NHK Nagasaki produces Burned Backs: A Couple who Still Bear Marks of the A-bomb, which will be aired on August 9. A documentary feature on August 8, Inquiry:
Nuclear Weapon on the Black Market (tentative title), will investigate the smuggling of nuclear weapon. This is How Japan Was Reduced to Ashes on August 13 examines indiscriminate bombing from a global point of view. Neighbors at War: Truths Revealed Six Years After, on August 14, focuses on the current conditions
in Kosovo Province of the former Yugoslavia.

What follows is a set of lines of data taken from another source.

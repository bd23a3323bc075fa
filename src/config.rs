//! Configuration types and loading logic.
//!
//! `Config` is a direct 1-to-1 mapping of the TOML config file, loaded once
//! per invocation and immutable afterwards. The file is required: every
//! subcommand needs at least one profile to do anything useful, so a missing
//! or unparseable file is a fatal error rather than a silent default.
//!
//! # File format
//!
//! ```toml
//! cache = "~/.cache/restic"            # optional global engine cache dir
//!
//! [dump]                               # required by `dump` and `decrypt`
//! cache         = "/var/tmp/staging"   # optional archive staging dir
//! password_file = "~/.dump-password"   # archive cipher key material
//!
//! [profiles.home]
//! repo          = "/mnt/backup/home"   # mandatory
//! password_file = "~/.restic-password" # or `password`, or neither
//! tags          = ["home"]
//! include       = ["/home"]
//! exclude       = ["/home/cache"]
//! args          = ["--one-file-system"]
//!
//! [profiles.home.groups.media]         # optional pattern groups
//! include = ["/srv/media"]
//! exclude = ["/srv/media/tmp"]
//! ```
//!
//! Profiles and groups are kept in `BTreeMap`s so iteration order (pattern
//! merging, `list` output) is deterministic: lexicographic by name. Order
//! *within* each pattern list is preserved exactly as configured, because the
//! engine gives earlier patterns precedence.

use std::{
    collections::BTreeMap,
    path::{Path, PathBuf},
};

use anyhow::{Context, Result, bail};
use serde::{Deserialize, Serialize};

// ─── Top-level ────────────────────────────────────────────────────────────────

/// Root configuration object, deserialised from the config file.
#[derive(Debug, Deserialize, Serialize, Default)]
pub struct Config {
    /// Engine cache directory, passed as `--cache-dir` when set.
    #[serde(default)]
    pub cache: Option<String>,

    /// Options for the `dump`/`decrypt` archive workflow.
    #[serde(default)]
    pub dump: Option<DumpConfig>,

    /// Named backup profiles. May be empty, in which case every profile
    /// lookup fails; the caller warns about that case up front.
    #[serde(default)]
    pub profiles: BTreeMap<String, Profile>,
}

impl Config {
    /// Look up a profile by name, failing with the user-facing
    /// "no profile defined" message if it is absent.
    pub fn profile(&self, name: &str) -> Result<&Profile> {
        self.profiles
            .get(name)
            .with_context(|| format!("No profile '{name}' defined in config"))
    }

    /// The `[dump]` section, required by `dump` and `decrypt`.
    pub fn dump_options(&self) -> Result<&DumpConfig> {
        self.dump
            .as_ref()
            .context("No dump options defined in config")
    }
}

// ─── [dump] ───────────────────────────────────────────────────────────────────

/// Archive dump options.
///
/// `cache` is an optional staging directory: when set, the archive is built
/// there first and then relocated to the destination (useful when the
/// destination is slow removable media). When unset, the archive is built
/// directly at the destination.
#[derive(Debug, Deserialize, Serialize, Default)]
pub struct DumpConfig {
    /// Staging directory for in-progress archives.
    #[serde(default)]
    pub cache: Option<String>,

    /// Path to the file holding the archive cipher password.
    #[serde(default)]
    pub password_file: Option<String>,
}

impl DumpConfig {
    /// Resolve the cipher password file, verifying it exists.
    ///
    /// The password itself is never read by this tool; the path is handed to
    /// the cipher process, so a missing file is caught here rather than as a
    /// confusing cipher error mid-pipeline.
    pub fn password_file(&self) -> Result<PathBuf> {
        let raw = self
            .password_file
            .as_deref()
            .context("No dump password file defined in config")?;
        let path = expand_tilde(raw);
        if !path.is_file() {
            bail!("Dump password file '{}' does not exist", path.display());
        }
        Ok(path)
    }
}

// ─── [profiles.*] ─────────────────────────────────────────────────────────────

/// A named backup target: repository address plus patterns and credentials.
#[derive(Debug, Deserialize, Serialize, Default)]
pub struct Profile {
    /// Repository address. May carry a backend scheme (`s3:…`, `sftp:…`);
    /// plain paths address a local repository.
    pub repo: String,

    /// Path to a file holding the repository password.
    #[serde(default)]
    pub password_file: Option<String>,

    /// Repository password given inline. Exported to the engine's
    /// environment, never placed on a command line or printed.
    #[serde(default)]
    pub password: Option<String>,

    /// Tags attached to every snapshot this profile creates.
    #[serde(default)]
    pub tags: Vec<String>,

    /// Paths to include in the snapshot.
    #[serde(default)]
    pub include: Vec<String>,

    /// Patterns to exclude, passed before the includes.
    #[serde(default)]
    pub exclude: Vec<String>,

    /// Extra engine arguments appended verbatim after the includes.
    #[serde(default)]
    pub args: Vec<String>,

    /// Named pattern groups merged into the profile's own lists.
    #[serde(default)]
    pub groups: BTreeMap<String, Group>,
}

impl Profile {
    /// The profile's include/exclude lists with every group's lists
    /// concatenated on, groups in name order.
    ///
    /// Concatenation, not set union: duplicates survive and within-list
    /// order is untouched, since the engine resolves pattern precedence by
    /// position.
    pub fn effective_patterns(&self) -> (Vec<String>, Vec<String>) {
        let mut include = self.include.clone();
        let mut exclude = self.exclude.clone();
        for group in self.groups.values() {
            include.extend(group.include.iter().cloned());
            exclude.extend(group.exclude.iter().cloned());
        }
        (include, exclude)
    }
}

/// A nested include/exclude pattern list under a profile. Groups do not
/// nest further.
#[derive(Debug, Deserialize, Serialize, Default)]
pub struct Group {
    #[serde(default)]
    pub include: Vec<String>,

    #[serde(default)]
    pub exclude: Vec<String>,
}

// ─── Paths ────────────────────────────────────────────────────────────────────

/// Default config location: `~/.restic-vault.toml`.
pub fn default_path() -> Result<PathBuf> {
    let home = dirs::home_dir().context("cannot locate home directory")?;
    Ok(home.join(".restic-vault.toml"))
}

/// Expand a leading `~` to the user's home directory.
///
/// Only `~` and `~/…` are handled (`~user/…` is not); anything else passes
/// through untouched.
pub fn expand_tilde(raw: &str) -> PathBuf {
    if raw == "~" {
        if let Some(home) = dirs::home_dir() {
            return home;
        }
    } else if let Some(rest) = raw.strip_prefix("~/") {
        if let Some(home) = dirs::home_dir() {
            return home.join(rest);
        }
    }
    PathBuf::from(raw)
}

// ─── Loader ───────────────────────────────────────────────────────────────────

/// Read and parse a `Config` from `path`.
///
/// Returns an error if the file cannot be read or is not valid TOML. The
/// empty-profiles case is *not* an error here; `main` warns about it once
/// and carries on, so `--help` and `list` still work against a skeleton
/// config.
pub fn load_config(path: &Path) -> Result<Config> {
    let text =
        std::fs::read_to_string(path).with_context(|| format!("reading {}", path.display()))?;

    toml::from_str(&text).with_context(|| format!("parsing {}", path.display()))
}

// ─── Tests ────────────────────────────────────────────────────────────────────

Its important to remember that August 15 is known as “shusen kinenbi”, the anniversary of the end of the war. It is a solemn and somber occasion when many Japanese question whether there was any positive meaning to their loved ones’ deaths and the nation’s suffering. Many express contrition about the millions of lives squandered among Japanese, among the conquered nations of Asia, and their Western adversaries, and vow never again to embark on aggressive war. In Japan’s collective discourse on the war, there is no equivalent to the victorious Allied nations’ heroic narrative of perseverance and self-sacrifice producing a positive outcome. In the new millennium, however, such views clash with those of Japanese neonationalists who proclaim the “positive” aspect of Japan’s war and press for a more aggressive Japanese foreign policy as seen, for example, in the dispatch of Self-Defense Forces to Iraq in 2004.